### ABOUT THIS EXERCISE
Each line in the entries that has the word "crate" has to be copied.

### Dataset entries

%%

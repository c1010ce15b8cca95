//! File system helpers shared by the update and cleanup paths.
//!
//! This module provides:
//! - Output directory validation before any network work starts
//! - Best-effort removal of generated artifacts for `--cleanup`

use crate::models::Category;
use crate::update::JP_IMG_FILE;
use std::error::Error;
use std::fs as stdfs;
use std::io::ErrorKind;
use std::path::Path;
use tokio::fs;
use tracing::{info, instrument, warn};

/// Ensure a directory exists and is writable.
///
/// Creates the directory if needed, then writes and deletes a small probe
/// file to catch permission problems before the run invests any time in
/// fetching.
///
/// # Arguments
///
/// * `path` - The directory path to validate
///
/// # Returns
///
/// `Ok(())` if the directory exists and is writable, or an error describing
/// the failure.
///
/// # Errors
///
/// Returns an error if:
/// - The directory cannot be created
/// - The directory is not writable (permission denied, read-only filesystem, etc.)
#[instrument(level = "info", skip_all, fields(path = %path))]
pub async fn ensure_writable_dir(path: &str) -> Result<(), Box<dyn Error>> {
    if let Err(e) = fs::create_dir_all(path).await {
        return Err(Box::new(e));
    }
    // Try a small sync write using std fs (simpler error surface)
    let probe_path = format!("{}/..__probe_write__", path.trim_end_matches('/'));
    match stdfs::File::create(&probe_path) {
        Ok(_) => {
            let _ = stdfs::remove_file(&probe_path);
            info!("Working directory is writable");
            Ok(())
        }
        Err(e) => Err(Box::new(e)),
    }
}

/// Remove everything a previous run generated.
///
/// Deletes the per-category page directories, the downloaded weather chart
/// and the data store directory. Removal is best effort: artifacts that do
/// not exist are skipped silently, anything else that fails to delete is
/// logged and left behind.
#[instrument(level = "info", skip_all)]
pub async fn cleanup(base: &Path, store_dir: &Path) {
    for categ in Category::ALL {
        remove_dir_logged(&base.join(categ.as_str())).await;
    }
    remove_file_logged(&base.join(JP_IMG_FILE)).await;
    remove_dir_logged(store_dir).await;
    info!("Cleanup complete");
}

async fn remove_dir_logged(path: &Path) {
    match fs::remove_dir_all(path).await {
        Ok(()) => info!(path = %path.display(), "Removed directory"),
        Err(e) if e.kind() == ErrorKind::NotFound => {}
        Err(e) => warn!(path = %path.display(), error = %e, "Could not remove directory"),
    }
}

async fn remove_file_logged(path: &Path) {
    match fs::remove_file(path).await {
        Ok(()) => info!(path = %path.display(), "Removed file"),
        Err(e) if e.kind() == ErrorKind::NotFound => {}
        Err(e) => warn!(path = %path.display(), error = %e, "Could not remove file"),
    }
}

%%

### RESPONSE AREA
use crate::models::Category;
use crate::update::JP_IMG_FILE;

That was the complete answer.